A variant may slightly change the expression of one protein. That protein may affect a signaling pathway. The pathway may alter many downstream genes. Eventually, the combined effect may appear as disease.

This is why common diseases rarely result from one broken molecule. More often, they arise from a network that has shifted out of balance.

What is commonly analyzed at this layer?

Common analyses	What they identify
Proteomics	Which proteins are increased or decreased
Phosphoproteomics	Which proteins are active or modified
Protein-protein interaction networks	Which proteins work together
Pathway analysis	Which signaling or metabolic systems are altered

This layer is often where separate molecular changes begin to connect into a single biological explanation.

6. Disease as an Emergent Property

Disease is not usually the direct result of one event.

Instead, it emerges when many small changes accumulate across layers:

Genetic variants
Epigenetic changes
RNA regulation
Protein activity
Network rewiring

The final phenotype is the visible result of those combined shifts.

This is especially true for common diseases such as asthma, diabetes, cancer, and many neurological disorders. In these diseases, there is rarely one “bad gene.” Instead, there are many small changes that together move the system toward disease.

A useful way to think about it is:

The genome sets the possibilities
Regulation determines which possibilities are used
Expression shows what is active
Proteins carry out the response
Disease appears when the balance breaks down

Disease also develops over time. The system may compensate for small changes for years before symptoms appear. By the time disease becomes visible, the underlying biology may have been shifting for a long time.

Why Measuring One Layer Is Not Enough

Different technologies measure different parts of the system.

Layer	Typical measurements
Genome	DNA sequencing, genotyping arrays
Regulation	Methylation assays, ATAC-seq, ChIP-seq, miRNA profiling
Expression	RNA-seq
Function	Proteomics, phosphoproteomics
Disease	Clinical traits, imaging, symptoms

Each measurement is useful, but incomplete on its own.

A genetic study may identify a disease-associated variant. An RNA study may identify a changed pathway. A proteomics study may show which proteins are active. The strongest explanation usually comes from placing those layers together.

This is the idea behind multi-omic integration: connecting DNA, RNA, proteins, and phenotype into a single model of disease.
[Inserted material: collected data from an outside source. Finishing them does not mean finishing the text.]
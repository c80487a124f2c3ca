//! The virtualization core: root registry plus vnode cache.
//!
//! Owns both tables and keeps them consistent when providers come and go.
//! The interception layer holds one `VirtualizationCore` for the lifetime of
//! the filter and calls [`VirtualizationCore::teardown`] before unloading.

use crate::config::CoreConfig;
use crate::error::{Result, RootError};
use crate::message::Message;
use crate::roots::RootRegistry;
use crate::types::{Pid, RootHandle, VnodeId};
use crate::vfs::{Allocator, EventAborter, Provider, Vfs};
use crate::vnode_cache::VnodeCache;
use std::sync::Arc;
use tracing::{debug, info};

pub struct VirtualizationCore {
    registry: Arc<RootRegistry>,
    cache: VnodeCache,
}

impl VirtualizationCore {
    pub fn new(
        config: CoreConfig,
        vfs: Arc<dyn Vfs>,
        allocator: Arc<dyn Allocator>,
        aborter: Arc<dyn EventAborter>,
    ) -> Result<Self> {
        config.validate().map_err(|e| RootError::InvalidConfig {
            msg: e.to_string(),
        })?;

        let registry = Arc::new(RootRegistry::new(&config, Arc::clone(&vfs), aborter)?);
        let cache = VnodeCache::new(&config, vfs, Arc::clone(&registry), allocator)?;
        info!(
            "virtualization: started with {} root slots and {} cache slots",
            registry.capacity(),
            cache.capacity()
        );
        Ok(Self { registry, cache })
    }

    /// See [`VnodeCache::find_root`].
    pub fn find_root(
        &self,
        vnode: VnodeId,
        parent: Option<VnodeId>,
        expected_root: RootHandle,
    ) -> RootHandle {
        self.cache.find_root(vnode, parent, expected_root)
    }

    /// Registers `provider` for the directory at `path`, then resets the
    /// cache to the online root directories.
    ///
    /// Vnodes below the new root may already be cached as outside every
    /// root, and the fast path would keep handing that answer to their
    /// children.
    pub fn register_provider_for_path(
        &self,
        provider: Arc<dyn Provider>,
        pid: Pid,
        path: &str,
    ) -> Result<RootHandle> {
        let handle = self.registry.register_provider_for_path(provider, pid, path)?;
        self.reset_cache_from_registry();
        Ok(handle)
    }

    /// Takes the root offline and makes the cache forget what it knew
    /// about it.
    pub fn disconnect(&self, handle: RootHandle) -> Result<()> {
        self.registry.disconnect(handle)?;
        self.cache.deregister_roots_for_provider(handle);
        Ok(())
    }

    pub fn send_message(&self, handle: RootHandle, message: &Message) -> Result<()> {
        self.registry.send_message(handle, message)
    }

    /// Drops every cache entry except the directories of online roots.
    pub fn reset_cache_from_registry(&self) {
        let roots = self.registry.online_root_vnodes();
        self.cache.reset_and_register_roots(&roots);
    }

    pub fn registry(&self) -> &RootRegistry {
        &self.registry
    }

    pub fn cache(&self) -> &VnodeCache {
        &self.cache
    }

    /// Disconnects everything and empties the cache.
    pub fn teardown(&self) {
        self.registry.teardown();
        self.cache.reset_and_register_roots(&[]);
        debug!("virtualization: teardown complete");
    }
}
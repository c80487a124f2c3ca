//! End-to-end scenarios across the registry, the vnode cache and provider
//! dispatch.

mod common;

use common::TestCore;
use std::sync::atomic::{AtomicBool, Ordering};
use std::sync::Arc;
use std::thread;
use vrootfs_core::testing::{MockVfs, RecordingProvider};
use vrootfs_core::vfs::AUTH_CACHE_TTL_DISABLED;
use vrootfs_core::{CoreConfig, Message, MessageType, RootError, RootHandle, Vfs};

#[test]
fn test_repo_registration_lifecycle() {
    let t = TestCore::new();
    let mount = t.vfs.root_mount();
    t.vfs.set_mount_ttl(mount, 30);

    let (h0, provider) = t.register("/repo", 100);
    assert_eq!(h0, RootHandle::from_raw(0));
    assert_eq!(provider.root_path().as_deref(), Some("/repo"));
    assert_eq!(t.vfs.auth_cache_ttl(mount), AUTH_CACHE_TTL_DISABLED);
    assert!(t.core.registry().pid_matches_provider(h0, 100));

    let second = t.core.register_provider_for_path(
        Arc::new(RecordingProvider::new()),
        200,
        "/repo",
    );
    assert!(matches!(second, Err(RootError::Busy { root }) if root == h0));

    t.core.disconnect(h0).unwrap();
    assert_eq!(t.vfs.auth_cache_ttl(mount), 30);
    assert!(!t.core.registry().is_online(h0));
    assert_eq!(t.aborter.aborted(), vec![h0]);

    let msg = Message::new(1, MessageType::HydrateFile, 7, "cat", Some("/repo/f")).unwrap();
    let err = t.core.send_message(h0, &msg).unwrap_err();
    assert_eq!(err.to_errno(), libc::EIO);
}

#[test]
fn test_walk_stops_at_cached_root() {
    let t = TestCore::new();
    let (h0, _provider) = t.register("/repo", 1);
    let repo = t.vfs.vnode_at("/repo").unwrap();
    let file = t.vfs.create_file("/repo/a/b.txt");
    let a = t.vfs.vnode_at("/repo/a").unwrap();

    assert_eq!(t.core.find_root(file, None, RootHandle::NONE), h0);
    assert_eq!(t.vfs.xattr_reads(repo), 0);
    assert_eq!(t.core.cache().lookup(a).unwrap().root, h0);
    assert_eq!(t.core.cache().lookup(file).unwrap().root, h0);
}

#[test]
fn test_registration_updates_cached_descendants() {
    let t = TestCore::new();
    let file = t.vfs.create_file("/repo/src/main.rs");
    let src = t.vfs.vnode_at("/repo/src").unwrap();
    assert_eq!(t.core.find_root(src, None, RootHandle::NONE), RootHandle::NONE);
    assert_eq!(t.core.cache().lookup(src).unwrap().root, RootHandle::NONE);

    let (h0, _provider) = t.register("/repo", 1);
    assert_eq!(t.core.find_root(src, None, RootHandle::NONE), h0);
    assert_eq!(t.core.find_root(file, None, RootHandle::NONE), h0);
    assert_eq!(t.core.find_root(file, Some(src), RootHandle::NONE), h0);
}

#[test]
fn test_marker_added_under_cached_chain() {
    let t = TestCore::new();
    let file = t.vfs.create_file("/proj/src/main.c");
    let src = t.vfs.vnode_at("/proj/src").unwrap();
    assert_eq!(t.core.find_root(file, None, RootHandle::NONE), RootHandle::NONE);

    // Marking alone is not noticed while the chain is cached.
    let proj = t.vfs.vnode_at("/proj").unwrap();
    t.vfs.mark_as_root(proj);
    assert_eq!(t.core.find_root(file, None, RootHandle::NONE), RootHandle::NONE);
    assert_eq!(t.core.cache().lookup(src).unwrap().root, RootHandle::NONE);

    // Any cache reset brings it in, here the registration of another root.
    t.register("/elsewhere", 1);
    let handle = t.core.find_root(file, None, RootHandle::NONE);
    assert!(handle.is_valid());
    assert!(!t.core.registry().is_online(handle));
    assert_eq!(t.core.registry().root_info(handle).unwrap().path, "/proj");
    assert_eq!(t.core.find_root(src, None, RootHandle::NONE), handle);
}

#[test]
fn test_file_outside_roots() {
    let t = TestCore::new();
    t.register("/repo", 1);
    let file = t.vfs.create_file("/tmp/x.txt");
    let tmp = t.vfs.vnode_at("/tmp").unwrap();

    assert_eq!(t.core.find_root(file, None, RootHandle::NONE), RootHandle::NONE);
    assert!(t.core.cache().lookup(file).is_none());
    assert_eq!(t.core.cache().lookup(tmp).unwrap().root, RootHandle::NONE);
}

#[test]
fn test_repeated_lookup_reads_no_xattrs() {
    let t = TestCore::new();
    let (h0, _provider) = t.register("/repo", 1);
    let dir = t.vfs.create_dir("/repo/src/deep");

    assert_eq!(t.core.find_root(dir, None, h0), h0);
    let reads = t.vfs.total_xattr_reads();
    for _ in 0..10 {
        assert_eq!(t.core.find_root(dir, None, h0), h0);
    }
    assert_eq!(t.vfs.total_xattr_reads(), reads);
    assert_eq!(t.core.cache().stats().fast_path_hits, 10);
}

#[test]
fn test_recycled_vnode_is_a_miss() {
    let t = TestCore::new();
    let (h0, _provider) = t.register("/repo", 1);
    let file = t.vfs.create_file("/repo/old.txt");
    assert_eq!(t.core.find_root(file, None, h0), h0);

    t.vfs.recycle(file, "/tmp/unrelated.txt", false);
    assert_eq!(t.core.find_root(file, None, RootHandle::NONE), RootHandle::NONE);
    assert!(t.core.cache().lookup(file).is_none());
}

#[test]
fn test_offline_root_survives_reload() {
    let t = TestCore::new();
    let proj = t.vfs.create_dir("/proj");
    t.vfs.mark_as_root(proj);
    let file = t.vfs.create_file("/proj/main.c");

    let handle = t.core.find_root(file, None, RootHandle::NONE);
    assert!(handle.is_valid());
    assert!(!t.core.registry().is_online(handle));

    let fresh = t.vfs.reload("/proj").unwrap();
    t.core.reset_cache_from_registry();
    assert_eq!(t.core.find_root(fresh, None, RootHandle::NONE), handle);
    assert_eq!(t.core.registry().root_count(), 1);

    // Attaching a provider reuses the detected slot.
    let provider = Arc::new(RecordingProvider::new());
    let attached = t
        .core
        .register_provider_for_path(provider, 42, "/proj")
        .unwrap();
    assert_eq!(attached, handle);
    assert!(t.core.registry().is_online(handle));
}

#[test]
fn test_registry_growth_keeps_handles() {
    let config = CoreConfig {
        initial_root_capacity: 2,
        ..CoreConfig::default()
    };
    let t = TestCore::with_config(config);

    let mut handles = Vec::new();
    for i in 0..5 {
        let path = format!("/roots/r{}", i);
        let (handle, _provider) = t.register(&path, 1000 + i);
        handles.push((handle, path));
    }

    assert!(t.core.registry().capacity() >= 5);
    for (i, (handle, path)) in handles.iter().enumerate() {
        let info = t.core.registry().root_info(*handle).unwrap();
        assert_eq!(&info.path, path);
        assert_eq!(info.provider_pid, 1000 + i as i32);
        assert!(info.online);
    }
}

#[test]
fn test_messages_reach_the_right_provider() {
    let t = TestCore::new();
    let (ha, pa) = t.register("/a", 1);
    let (hb, pb) = t.register("/b", 2);

    let msg = Message::new(9, MessageType::NotifyFileCreated, 77, "touch", Some("/b/new")).unwrap();
    t.core.send_message(hb, &msg).unwrap();

    assert!(pa.messages().is_empty());
    let sent = pb.messages();
    assert_eq!(sent.len(), 1);
    assert_eq!(Message::from_bytes(&sent[0]).unwrap(), msg);

    assert_eq!(
        t.core.registry().root_relative_path(ha, "/a/x/y").unwrap(),
        "x/y"
    );
}

#[test]
fn test_cache_growth_under_memory_pressure() {
    let config = CoreConfig {
        expected_vnodes: 16,
        cache_capacity_divisor: 1,
        ..CoreConfig::default()
    };
    let t = TestCore::with_config(config);
    let (h0, _provider) = t.register("/repo", 1);
    t.allocator.set_nowait_fails(true);

    let files: Vec<_> = (0..40)
        .map(|i| t.vfs.create_file(&format!("/repo/dir{}/file.txt", i)))
        .collect();
    for file in &files {
        assert_eq!(t.core.find_root(*file, None, RootHandle::NONE), h0);
    }

    assert!(t.core.cache().capacity() >= 128);
    assert!(t.core.cache().stats().deferred_grows > 0);
    for file in &files {
        assert_eq!(t.core.cache().lookup(*file).unwrap().root, h0);
    }
}

#[test]
fn test_lookups_during_provider_churn() {
    let t = Arc::new(TestCore::new());
    let (h0, _provider) = t.register("/repo", 1);
    let files: Arc<Vec<_>> = Arc::new(
        (0..32)
            .map(|i| t.vfs.create_file(&format!("/repo/d{}/e{}/f.txt", i % 4, i)))
            .collect(),
    );
    let stop = Arc::new(AtomicBool::new(false));

    let readers: Vec<_> = (0..4)
        .map(|_| {
            let t = Arc::clone(&t);
            let files = Arc::clone(&files);
            let stop = Arc::clone(&stop);
            thread::spawn(move || {
                while !stop.load(Ordering::SeqCst) {
                    for file in files.iter() {
                        assert_eq!(t.core.find_root(*file, None, h0), h0);
                    }
                }
            })
        })
        .collect();

    for round in 0..50 {
        t.core.disconnect(h0).unwrap();
        let handle = t
            .core
            .register_provider_for_path(Arc::new(RecordingProvider::new()), 2 + round, "/repo")
            .unwrap();
        assert_eq!(handle, h0);
    }
    stop.store(true, Ordering::SeqCst);
    for reader in readers {
        reader.join().unwrap();
    }

    assert_eq!(t.core.registry().root_count(), 1);
    assert_eq!(t.core.registry().suppressed_mount_count(files[0]), 1);
}

#[test]
fn test_teardown_releases_everything() {
    let t = TestCore::new();
    let baseline = t.vfs.total_refs();
    t.register("/a", 1);
    t.register("/b", 2);
    let file = t.vfs.create_file("/a/deep/file");
    t.core.find_root(file, None, RootHandle::NONE);

    t.core.teardown();
    assert_eq!(t.vfs.total_refs(), baseline);
    assert_eq!(
        t.vfs.auth_cache_ttl(t.vfs.root_mount()),
        MockVfs::DEFAULT_AUTH_CACHE_TTL
    );
    assert_eq!(t.core.registry().root_count(), 0);
    assert!(t.core.cache().is_empty());
}
//! Overdue/drought combinatorial analytics engine.

/// Drought/frequency accumulation over canonically ordered draws.
pub mod accumulator;
/// Combination keys, enumeration, and candidate sampling.
pub mod combos;
/// Ranking and formatting of accumulated statistics.
pub mod ranking;
/// Validated fan-out query boundary.
pub mod service;
//! Query boundary: validated, fan-out analytics over partitioned draw logs.

use std::sync::{Arc, Mutex};

use hashbrown::HashSet;
use thiserror::Error;
use tracing::warn;

use crate::{
    core::ordering,
    draw::DrawRecord,
    persist::sqlite::ComboCache,
    runtime::handle::DrawLogHandle,
    types::{GameKind, Jurisdiction},
};

use super::{
    accumulator::{self, AnalysisRequest, FrequencyReport, Window},
    combos::{self, ComboKey, ComboMode, DEFAULT_SAMPLE_ATTEMPTS},
    ranking::{self, HotColdNumbers, RankedCombo},
};

/// Upper bound on requested combination size; anything larger is absurd for
/// the domains served here.
pub const MAX_COMBO_SIZE: usize = 10;

/// Client-visible analytics failure.
#[derive(Debug, Error)]
pub enum StatsError {
    /// Unknown jurisdiction/location code.
    #[error("unknown location code: {0}")]
    InvalidLocation(String),
    /// Non-positive or absurdly large combination size.
    #[error("invalid combination size {size} for {game:?}")]
    InvalidSize {
        /// Requested game.
        game: GameKind,
        /// Offending size.
        size: usize,
    },
    /// Supplied entries do not match the requested size.
    #[error("entries length {got} does not match requested size {expected}")]
    EntriesMismatch {
        /// Requested size.
        expected: usize,
        /// Supplied entry count.
        got: usize,
    },
    /// The same entry value supplied twice.
    #[error("duplicate entry value {0}")]
    DuplicateEntry(u8),
    /// Entry value outside the game's domain.
    #[error("entry value {value} outside 1-{max}")]
    OutOfRange {
        /// Offending value.
        value: u8,
        /// Domain maximum for the game.
        max: u8,
    },
    /// Zero qualifying draws for the requested scope; distinct from error.
    #[error("no qualifying draws for the requested scope")]
    NoData,
    /// Every partition read failed.
    #[error("all draw partitions failed: {0}")]
    Upstream(String),
}

/// Analytics façade over one draw-log handle per source partition.
///
/// Every operation recomputes from a fresh bounded read of the draw
/// history; nothing is shared mutably across requests.
pub struct StatsService {
    partitions: Vec<DrawLogHandle>,
    cache: Option<Arc<Mutex<ComboCache>>>,
}

impl StatsService {
    /// Builds a service over the given partitions, without a combo cache.
    pub fn new(partitions: Vec<DrawLogHandle>) -> Self {
        Self {
            partitions,
            cache: None,
        }
    }

    /// Attaches a write-through overdue-combo cache.
    pub fn with_cache(mut self, cache: ComboCache) -> Self {
        self.cache = Some(Arc::new(Mutex::new(cache)));
        self
    }

    /// Ranked most-overdue combinations for a location.
    ///
    /// Fan-out reads all partitions concurrently, merges and canonically
    /// re-sorts the draws, bounds them to the most recent `max_draws`, then
    /// accumulates and cold-ranks. Pagination applies to the ranked list.
    pub async fn overdue_combinations(
        &self,
        location: &str,
        game: GameKind,
        size: usize,
        mode: ComboMode,
        max_draws: usize,
        page: usize,
        limit: usize,
    ) -> Result<Vec<RankedCombo>, StatsError> {
        let jurisdiction = parse_location(location)?;
        validate_size(game, size)?;

        let records = self.gather(jurisdiction, game, max_draws).await?;
        let tally = accumulator::accumulate(
            &records,
            &AnalysisRequest {
                game,
                size,
                mode,
                window: Window::AllTime,
            },
        );
        if tally.total_draws == 0 {
            return Err(StatsError::NoData);
        }

        let ranked = ranking::rank_cold(&tally, size, usize::MAX);
        self.write_through(jurisdiction, game, size, &ranked).await;
        Ok(ranking::paginate(ranked, page, limit))
    }

    /// Hot and cold single numbers for a location over one window.
    pub async fn hot_cold_numbers(
        &self,
        location: &str,
        game: GameKind,
        window: Window,
        k: usize,
    ) -> Result<HotColdNumbers, StatsError> {
        let jurisdiction = parse_location(location)?;

        let max_draws = match window {
            Window::LastN(n) => n,
            Window::AllTime | Window::Today => usize::MAX,
        };
        let records = self.gather(jurisdiction, game, max_draws).await?;
        let tally = accumulator::accumulate(
            &records,
            &AnalysisRequest {
                game,
                size: 1,
                mode: ComboMode::Boxed,
                window,
            },
        );
        if tally.total_draws == 0 {
            return Err(StatsError::NoData);
        }

        Ok(ranking::hot_cold_numbers(&tally, game, k))
    }

    /// Exact-match history for one caller-supplied combination.
    pub async fn historical_frequency(
        &self,
        location: &str,
        game: GameKind,
        entries: &[u8],
        size: usize,
        mode: ComboMode,
        max_draws: usize,
    ) -> Result<FrequencyReport, StatsError> {
        let jurisdiction = parse_location(location)?;
        validate_size(game, size)?;
        validate_entries(game, entries, size)?;

        let records = self.gather(jurisdiction, game, max_draws).await?;
        let report = accumulator::exact_frequency(&records, game, entries, mode);
        if report.total_draws == 0 {
            return Err(StatsError::NoData);
        }
        Ok(report)
    }

    /// Proposes up to `want` combinations absent from the recent history,
    /// found by bounded randomized sampling rather than enumeration of the
    /// full number space.
    pub async fn overdue_candidates(
        &self,
        location: &str,
        game: GameKind,
        size: usize,
        max_draws: usize,
        want: usize,
    ) -> Result<Vec<ComboKey>, StatsError> {
        let jurisdiction = parse_location(location)?;
        validate_size(game, size)?;

        let records = self.gather(jurisdiction, game, max_draws).await?;
        let tally = accumulator::accumulate(
            &records,
            &AnalysisRequest {
                game,
                size,
                mode: ComboMode::Boxed,
                window: Window::AllTime,
            },
        );
        if tally.total_draws == 0 {
            return Err(StatsError::NoData);
        }

        let seen: HashSet<ComboKey> = tally.stats.keys().cloned().collect();
        let mut rng = rand::thread_rng();
        Ok(combos::sample_unseen(
            game,
            size,
            &seen,
            want,
            DEFAULT_SAMPLE_ATTEMPTS,
            &mut rng,
        ))
    }

    /// Concurrent fan-out read across partitions, joined before processing.
    ///
    /// A failing partition contributes nothing (with a warning); only when
    /// every partition fails does the request fail as retryable upstream.
    async fn gather(
        &self,
        jurisdiction: Jurisdiction,
        game: GameKind,
        max_draws: usize,
    ) -> Result<Vec<DrawRecord>, StatsError> {
        let mut tasks = Vec::with_capacity(self.partitions.len());
        for handle in &self.partitions {
            let handle = handle.clone();
            tasks.push(tokio::spawn(async move {
                handle.by_jurisdiction(jurisdiction, Some(game), max_draws).await
            }));
        }

        let total = tasks.len();
        let mut failures = 0usize;
        let mut last_error = String::new();
        let mut merged: Vec<DrawRecord> = Vec::new();

        for task in tasks {
            match task.await {
                Ok(Ok(records)) => merged.extend(records),
                Ok(Err(err)) => {
                    failures += 1;
                    last_error = format!("{err:?}");
                    warn!(location = jurisdiction.code(), error = %last_error, "partition read failed");
                }
                Err(err) => {
                    failures += 1;
                    last_error = format!("join error: {err}");
                    warn!(location = jurisdiction.code(), error = %last_error, "partition task failed");
                }
            }
        }

        if total > 0 && failures == total {
            return Err(StatsError::Upstream(last_error));
        }

        ordering::canonical_sort(&mut merged);
        if merged.len() > max_draws {
            let excess = merged.len() - max_draws;
            merged.drain(..excess);
        }
        Ok(merged)
    }

    /// Idempotent cache upsert; failures are warned, never fatal to the
    /// response.
    async fn write_through(
        &self,
        jurisdiction: Jurisdiction,
        game: GameKind,
        size: usize,
        ranked: &[RankedCombo],
    ) {
        let Some(cache) = self.cache.as_ref() else {
            return;
        };

        let cache = Arc::clone(cache);
        let rows = ranked.to_vec();
        let result = tokio::task::spawn_blocking(move || {
            let mut cache = cache.lock().map_err(|e| format!("cache lock poisoned: {e}"))?;
            cache
                .upsert_batch(jurisdiction, game, size, &rows)
                .map_err(|e| format!("{e:?}"))
        })
        .await;

        match result {
            Ok(Ok(_)) => {}
            Ok(Err(err)) => warn!(error = %err, "combo cache upsert failed"),
            Err(err) => warn!(error = %err, "combo cache task failed"),
        }
    }
}

fn parse_location(location: &str) -> Result<Jurisdiction, StatsError> {
    Jurisdiction::parse(location).ok_or_else(|| StatsError::InvalidLocation(location.to_string()))
}

fn validate_size(game: GameKind, size: usize) -> Result<(), StatsError> {
    let max = match game {
        GameKind::Keno => MAX_COMBO_SIZE,
        GameKind::Trackside => 4,
    };
    if size == 0 || size > max {
        return Err(StatsError::InvalidSize { game, size });
    }
    Ok(())
}

fn validate_entries(game: GameKind, entries: &[u8], size: usize) -> Result<(), StatsError> {
    if entries.len() != size {
        return Err(StatsError::EntriesMismatch {
            expected: size,
            got: entries.len(),
        });
    }

    let max = game.domain_max();
    let mut seen = [false; 81];
    for &value in entries {
        if value == 0 || value > max {
            return Err(StatsError::OutOfRange { value, max });
        }
        if seen[value as usize] {
            return Err(StatsError::DuplicateEntry(value));
        }
        seen[value as usize] = true;
    }
    Ok(())
}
Where the Story Gets More Complex

The simple Genome → Regulation → Expression → Function → Disease framework is useful, but real biology contains additional layers.

Epigenomics asks how chemical changes alter gene accessibility. Three-dimensional genome organization asks how DNA folding changes which genes can interact. Multi-omic integration asks how all of the layers fit together.

Most importantly, disease is not static. These layers interact over time.

Understanding disease requires more than measuring one layer. It requires understanding how the layers influence one another.